Layered AGENTS.md as Institutional Memory
ActionsCI’s node-agentic-scaffold takes a different approach. Instead of evaluating a model in isolation, it gives agents a layered context system:
AGENTS.md (root) ← Org-wide golden rules, tech stack, conventions
├── services/auth/AGENTS.md ← Auth-specific rules, frozen files, error codes
├── services/payments/AGENTS.md ← Payments-specific rules, idempotency, DAL
└── shared/AGENTS.md ← Rules for shared utilities
Rules cascade downward. A service-level AGENTS.md can add stricter constraints but cannot relax a root-level rule. When there’s a conflict, the root wins.
This is designed for human teams working with AI coding agents. Fill out the layered AGENTS.md files with your actual conventions, give the agent the relevant context, and it builds the way your team builds.
But there’s a second benefit: the AGENTS.md structure is also an evaluation rubric.
Source: ActionsCI/node-agentic-scaffold — GitHub
The Scaffold-Based Eval Format
Here’s the core idea we’re developing for TopClanker’s eval framework:
The spec defines what to build. “Build a Zeeter-style social app — authentication, posts, follows, likes.”
The AGENTS.md layers define how to evaluate whether it was built correctly. Not just “does it function” but:
- Did the agent put auth behind the right middleware?
- Did it follow the DAL conventions for database access?
- Did it handle idempotency correctly in the payments flow?
- Are the tests structured according to the org’s testing standards?
The difference between Vals’ approach and this one:
| Dimension | Vals Vibe Code Bench | Scaffold-Based Eval |
|---|---|---|
| What it measures | Does the app work? | Does the agent understand the codebase? |
| Context | None — bare prompt | Layered conventions (AGENTS.md) |
| Evaluation | Browser agent clicks through UI | Convention checks + functional tests |
| What it’s testing | Model capability in isolation | Agent + context alignment |
The scaffold-based format doesn’t replace Vibe Code Bench — it extends it. A model might build a working Zeeter clone. But did it build it using the team’s auth patterns? Did it use the right database access layer? That’s what this format measures.
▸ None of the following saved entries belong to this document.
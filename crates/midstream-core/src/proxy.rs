use std::io;
use std::net::SocketAddr;
use std::sync::atomic::{AtomicU64, Ordering};
use std::sync::Arc;
use std::time::Duration;

use tokio::io::AsyncWriteExt;
use tokio::net::TcpListener;
use tracing::{debug, error};

use crate::client_stream::{ClientIo, ClientStream};
use crate::config::ProxyConfig;
use crate::context::{FlowContext, ProxyRequest, Scheme};
use crate::delegate::{ExtensionManager, ProxyDelegate};
use crate::errors::{FailureKind, ProxyCoreError};
use crate::flow_http::{forward_http, HttpFlowEnd};
use crate::flow_mitm::forward_mitm;
use crate::flow_tunnel::forward_tunnel;
use crate::flow_websocket::{forward_websocket, forward_websocket_tls};
use crate::headers::{is_mitm_enabled, is_websocket_upgrade};
use crate::http1::{parse_request_head, RequestHead};
use crate::metrics::{ActiveRequestGuard, ProxyMetrics, ProxyMetricsStore};
use crate::tls::{insecure_client_config, TlsConfigProvider, TlsProviderError};
use crate::transport::Transport;

pub struct Proxy<D: ProxyDelegate> {
    config: ProxyConfig,
    delegate: D,
    tls_provider: Option<Arc<dyn TlsConfigProvider>>,
    transport: Transport,
    upstream_tls: Arc<rustls::ClientConfig>,
    metrics: Arc<ProxyMetricsStore>,
    extensions: Arc<ExtensionManager>,
    flow_ids: AtomicU64,
}

pub struct ProxyBuilder<D: ProxyDelegate> {
    config: ProxyConfig,
    delegate: D,
    tls_provider: Option<Arc<dyn TlsConfigProvider>>,
    extensions: Option<Arc<ExtensionManager>>,
    transport: Option<Transport>,
}

impl<D: ProxyDelegate> ProxyBuilder<D> {
    pub fn new(config: ProxyConfig, delegate: D) -> Self {
        Self {
            config,
            delegate,
            tls_provider: None,
            extensions: None,
            transport: None,
        }
    }

    pub fn with_tls_provider(mut self, provider: Arc<dyn TlsConfigProvider>) -> Self {
        self.tls_provider = Some(provider);
        self
    }

    pub fn with_extension_manager(mut self, extensions: Arc<ExtensionManager>) -> Self {
        self.extensions = Some(extensions);
        self
    }

    pub fn with_transport(mut self, transport: Transport) -> Self {
        self.transport = Some(transport);
        self
    }

    pub fn build(self) -> Result<Proxy<D>, ProxyCoreError> {
        self.config.validate()?;
        let extensions = self
            .extensions
            .unwrap_or_else(|| Arc::new(ExtensionManager::new()));
        self.delegate.set_extension_manager(Arc::clone(&extensions));
        let upstream_tls = insecure_client_config();
        Ok(Proxy {
            transport: self
                .transport
                .unwrap_or_else(|| Transport::new(&self.config, Arc::clone(&upstream_tls))),
            config: self.config,
            delegate: self.delegate,
            tls_provider: self.tls_provider,
            upstream_tls,
            metrics: Arc::new(ProxyMetricsStore::default()),
            extensions,
            flow_ids: AtomicU64::new(1),
        })
    }
}

impl<D: ProxyDelegate> Proxy<D> {
    pub fn builder(config: ProxyConfig, delegate: D) -> ProxyBuilder<D> {
        ProxyBuilder::new(config, delegate)
    }

    pub fn active_clients(&self) -> i32 {
        self.metrics.active_clients()
    }

    pub fn metrics(&self) -> ProxyMetrics {
        self.metrics.snapshot()
    }

    pub fn extensions(&self) -> Arc<ExtensionManager> {
        Arc::clone(&self.extensions)
    }

    pub(crate) fn delegate(&self) -> &D {
        &self.delegate
    }

    pub(crate) fn transport(&self) -> &Transport {
        &self.transport
    }

    pub(crate) fn max_head_bytes(&self) -> usize {
        self.config.max_head_bytes
    }

    pub(crate) fn tunnel_dial_timeout(&self) -> Duration {
        self.config.tunnel_dial_timeout
    }

    pub(crate) fn tls_handshake_timeout(&self) -> Duration {
        self.config.tls_handshake_timeout
    }

    pub(crate) fn upstream_tls_config(&self) -> Arc<rustls::ClientConfig> {
        Arc::clone(&self.upstream_tls)
    }

    pub(crate) fn server_tls_config(
        &self,
        host_port: &str,
    ) -> Result<Arc<rustls::ServerConfig>, TlsProviderError> {
        match &self.tls_provider {
            Some(provider) => provider.server_config_for(host_port),
            None => Err(TlsProviderError::new(
                "no certificate provider configured",
            )),
        }
    }

    pub async fn serve_connection<S>(&self, stream: S, client_addr: SocketAddr) -> io::Result<()>
    where
        S: ClientIo + 'static,
    {
        let client_addr = client_addr.to_string();
        let mut client = ClientStream::new(stream);

        loop {
            let raw_head = match client.next_request_head(self.config.max_head_bytes).await {
                Ok(Some(raw)) => raw,
                Ok(None) => return Ok(()),
                Err(read_error) => {
                    if read_error.kind() != io::ErrorKind::UnexpectedEof {
                        let _ = write_plain_response(
                            &mut client,
                            "400 Bad Request",
                            "invalid HTTP request",
                        )
                        .await;
                    }
                    return Ok(());
                }
            };

            let head = match parse_request_head(&raw_head) {
                Ok(head) => head,
                Err(parse_error) => {
                    debug!(error = %parse_error, "rejecting unparseable request head");
                    let _ = write_plain_response(
                        &mut client,
                        "400 Bad Request",
                        "invalid HTTP request",
                    )
                    .await;
                    return Ok(());
                }
            };

            let request = resolve_request(head, client_addr.clone());
            let mut ctx = FlowContext::new(
                self.flow_ids.fetch_add(1, Ordering::Relaxed),
                request,
            );
            let _active = ActiveRequestGuard::enter(Arc::clone(&self.metrics));

            debug!(
                flow_id = ctx.flow_id,
                method = %ctx.request.head.method,
                host = %ctx.request.host,
                "dispatching request"
            );

            self.delegate.on_connect(&mut ctx).await;
            if ctx.aborted() {
                ctx.record_failure_kind(FailureKind::ConnectFail);
                self.finish(&mut ctx).await;
                return Ok(());
            }
            self.delegate.on_auth(&mut ctx).await;
            if ctx.aborted() {
                ctx.record_failure_kind(FailureKind::AuthFail);
                self.finish(&mut ctx).await;
                return Ok(());
            }

            if ctx.request.head.method == "CONNECT" {
                ctx.mitm = is_mitm_enabled(&ctx.request.head.headers);
                if ctx.mitm {
                    if is_websocket_upgrade(&ctx.request.head.headers) {
                        forward_websocket_tls(self, &mut ctx, client).await;
                    } else {
                        forward_mitm(self, &mut ctx, client).await;
                    }
                } else {
                    forward_tunnel(self, &mut ctx, client).await;
                }
                self.finish(&mut ctx).await;
                return Ok(());
            }

            if is_websocket_upgrade(&ctx.request.head.headers) {
                forward_websocket(self, &mut ctx, client).await;
                self.finish(&mut ctx).await;
                return Ok(());
            }

            let end = forward_http(self, &mut ctx, &mut client).await;
            self.finish(&mut ctx).await;
            match end {
                HttpFlowEnd::KeepAlive => continue,
                HttpFlowEnd::Close => return Ok(()),
            }
        }
    }

    async fn finish(&self, ctx: &mut FlowContext) {
        if ctx.failure().is_some() {
            self.metrics.record_request_failure();
        }
        self.delegate.on_finish(ctx).await;
    }
}

fn resolve_request(head: RequestHead, client_addr: String) -> ProxyRequest {
    let host = if head.method == "CONNECT" {
        head.target.clone()
    } else if let Some(authority) = absolute_form_authority(&head.target) {
        authority.to_string()
    } else {
        head.headers
            .get("host")
            .and_then(|value| value.to_str().ok())
            .unwrap_or_default()
            .to_string()
    };

    ProxyRequest {
        head,
        scheme: Scheme::Http,
        host,
        client_addr,
    }
}

fn absolute_form_authority(target: &str) -> Option<&str> {
    let rest = target
        .strip_prefix("http://")
        .or_else(|| target.strip_prefix("https://"))?;
    let end = rest.find('/').unwrap_or(rest.len());
    let authority = &rest[..end];
    if authority.is_empty() {
        None
    } else {
        Some(authority)
    }
}

async fn write_plain_response(
    client: &mut ClientStream,
    status: &str,
    body: &str,
) -> io::Result<()> {
    let response = format!(
        "HTTP/1.1 {status}\r\nConnection: close\r\nContent-Type: text/plain\r\nContent-Length: {}\r\n\r\n{body}",
        body.len()
    );
    client.write_all(response.as_bytes()).await?;
    client.flush().await
}

pub struct ProxyServer<D: ProxyDelegate> {
    proxy: Arc<Proxy<D>>,
    listen_addr: SocketAddr,
}

impl<D: ProxyDelegate> ProxyServer<D> {
    pub fn new(proxy: Proxy<D>, listen_addr: SocketAddr) -> Self {
        Self {
            proxy: Arc::new(proxy),
            listen_addr,
        }
    }

    pub fn proxy(&self) -> Arc<Proxy<D>> {
        Arc::clone(&self.proxy)
    }

    pub async fn bind_listener(&self) -> io::Result<TcpListener> {
        TcpListener::bind(self.listen_addr).await
    }

    pub async fn run(self) -> io::Result<()> {
        let listener = self.bind_listener().await?;
        self.run_with_listener(listener).await
    }

    pub async fn run_with_listener(self, listener: TcpListener) -> io::Result<()> {
        loop {
            let (stream, client_addr) = listener.accept().await?;
            let _ = stream.set_nodelay(true);
            let proxy = Arc::clone(&self.proxy);
            tokio::spawn(async move {
                if let Err(serve_error) = proxy.serve_connection(stream, client_addr).await {
                    error!(client = %client_addr, error = %serve_error, "connection handling failed");
                }
            });
        }
    }
}
#[cfg(test)]
mod tests {
    use std::path::PathBuf;
    use std::sync::Arc;
    use std::time::{SystemTime, UNIX_EPOCH};

    use x509_parser::extensions::GeneralName;
    use x509_parser::parse_x509_certificate;

    use super::{strip_port, CaConfig, LeafCertificateStore};

    #[test]
    fn port_stripping_handles_all_authority_forms() {
        assert_eq!(strip_port("example.com:443"), "example.com");
        assert_eq!(strip_port("example.com"), "example.com");
        assert_eq!(strip_port("[::1]:443"), "::1");
        assert_eq!(strip_port("::1"), "::1");
    }

    #[test]
    fn leaf_cache_hits_return_the_same_config() {
        let store = LeafCertificateStore::new(CaConfig::default()).expect("store");

        let first = store
            .server_config_for("api.example.com:443")
            .expect("first leaf");
        let second = store
            .server_config_for("API.example.com")
            .expect("second leaf");
        assert!(
            Arc::ptr_eq(&first, &second),
            "port and case must not split the cache"
        );

        let metrics = store.metrics();
        assert_eq!(metrics.cache_hits, 1);
        assert_eq!(metrics.cache_misses, 1);
        assert_eq!(metrics.leaves_issued, 1);
    }

    #[test]
    fn zero_capacity_store_never_caches() {
        let store = LeafCertificateStore::new(CaConfig {
            leaf_cache_capacity: 0,
            ..CaConfig::default()
        })
        .expect("store");

        let first = store.server_config_for("a.example.com").expect("first");
        let second = store.server_config_for("a.example.com").expect("second");
        assert!(!Arc::ptr_eq(&first, &second));
        assert_eq!(store.metrics().leaves_issued, 2);
    }

    #[test]
    fn cache_capacity_evicts_oldest_entry() {
        let store = LeafCertificateStore::new(CaConfig {
            leaf_cache_capacity: 1,
            ..CaConfig::default()
        })
        .expect("store");

        let first = store.server_config_for("a.example.com").expect("a");
        let _ = store.server_config_for("b.example.com").expect("b");
        let again = store.server_config_for("a.example.com").expect("a again");
        assert!(!Arc::ptr_eq(&first, &again), "a was evicted by b");
    }

    #[test]
    fn issued_leaf_chains_to_store_ca_and_names_host() {
        let store = LeafCertificateStore::new(CaConfig::default()).expect("store");
        let ca_der = store.ca_certificate_der().expect("ca der");

        let state = store.state.lock().expect("state");
        let (_, leaf_der) =
            super::issue_leaf_config(&state.ca, "leaf.example.com").expect("dns leaf");

        let (_, leaf) = parse_x509_certificate(leaf_der.as_ref()).expect("parse leaf");
        let (_, ca) = parse_x509_certificate(ca_der.as_ref()).expect("parse ca");
        assert!(ca.is_ca(), "store CA must be a CA certificate");
        assert_eq!(leaf.issuer(), ca.subject());

        let cn = leaf
            .subject()
            .iter_common_name()
            .next()
            .expect("commonName")
            .as_str()
            .expect("commonName as utf8");
        assert_eq!(cn, "leaf.example.com");

        let san = leaf
            .subject_alternative_name()
            .expect("san parse")
            .expect("san present");
        assert!(san
            .value
            .general_names
            .iter()
            .any(|name| matches!(name, GeneralName::DNSName(value) if *value == "leaf.example.com")));
    }

    #[test]
    fn ip_hosts_get_ip_subject_alternative_names() {
        let store = LeafCertificateStore::new(CaConfig::default()).expect("store");
        let state = store.state.lock().expect("state");
        let (_, leaf_der) = super::issue_leaf_config(&state.ca, "127.0.0.1").expect("ip leaf");

        let (_, leaf) = parse_x509_certificate(leaf_der.as_ref()).expect("parse leaf");
        let san = leaf
            .subject_alternative_name()
            .expect("san parse")
            .expect("san present");
        assert!(san
            .value
            .general_names
            .iter()
            .any(|name| matches!(name, GeneralName::IPAddress(value) if *value == [127, 0, 0, 1])));
    }

    #[test]
    fn ca_material_round_trips_through_disk() {
        let dir = unique_temp_dir("midstream-ca");
        std::fs::create_dir_all(&dir).expect("temp dir");
        let cert_path = dir.join("ca-cert.pem");
        let key_path = dir.join("ca-key.pem");

        let config = CaConfig {
            ca_cert_pem_path: Some(cert_path.clone()),
            ca_key_pem_path: Some(key_path.clone()),
            ..CaConfig::default()
        };

        let first = LeafCertificateStore::new(config.clone()).expect("first store");
        let first_ca = first.ca_certificate_pem().expect("first ca");
        drop(first);

        let second = LeafCertificateStore::new(config).expect("second store");
        let second_ca = second.ca_certificate_pem().expect("second ca");
        assert_eq!(first_ca, second_ca);

        std::fs::remove_dir_all(&dir).expect("cleanup");
    }

    #[test]
    fn partial_path_configuration_is_rejected() {
        let error = LeafCertificateStore::new(CaConfig {
            ca_cert_pem_path: Some(PathBuf::from("/tmp/midstream-only-cert.pem")),
            ca_key_pem_path: None,
            ..CaConfig::default()
        })
        .map(|_| ())
        .expect_err("partial CA paths must fail");
        assert!(error.to_string().contains("set together"), "{error}");
    }

    fn unique_temp_dir(prefix: &str) -> PathBuf {
        let now = SystemTime::now().duration_since(UNIX_EPOCH).expect("clock");
        std::env::temp_dir().join(format!(
            "{prefix}-{}-{}",
            std::process::id(),
            now.as_nanos()
        ))
    }
}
Why This Matters for Local AI
The local AI audience has an additional constraint: these models run on your own hardware. The question isn’t just “can the model build this” — it’s “can the model build this within the resource constraints of a local setup.”
A quantized 7B model might pass a simple scaffold-based eval at Tier 1 (single-page apps, basic forms). Tier 3 (full apps with auth, payments, external APIs) might require a 35B+ model with GPU offload.
The scaffold framework lets us measure the capability gap across model sizes, quantization levels, and hardware configurations — giving the local AI community concrete data on what works and what doesn’t.
What’s Next
This post is the first in a series documenting our eval framework development. Next up:
- Post 2: Building the harness — how we’re automating scaffold-based evals with Playwright for browser testing and convention checking for AGENTS.md compliance
- Post 3: First benchmark results — which local models pass which tier, and what the quantization tradeoff curves look like
- Ongoing: Expanding the spec library, publishing results as we generate them
The goal: an open, reproducible eval suite for local AI coding agents. Not a one-time benchmark — an ongoing capability tracking system the community can use and contribute to.
If you’re building with local models and care about whether your agents are actually following your conventions: this is the framework that makes that measurable.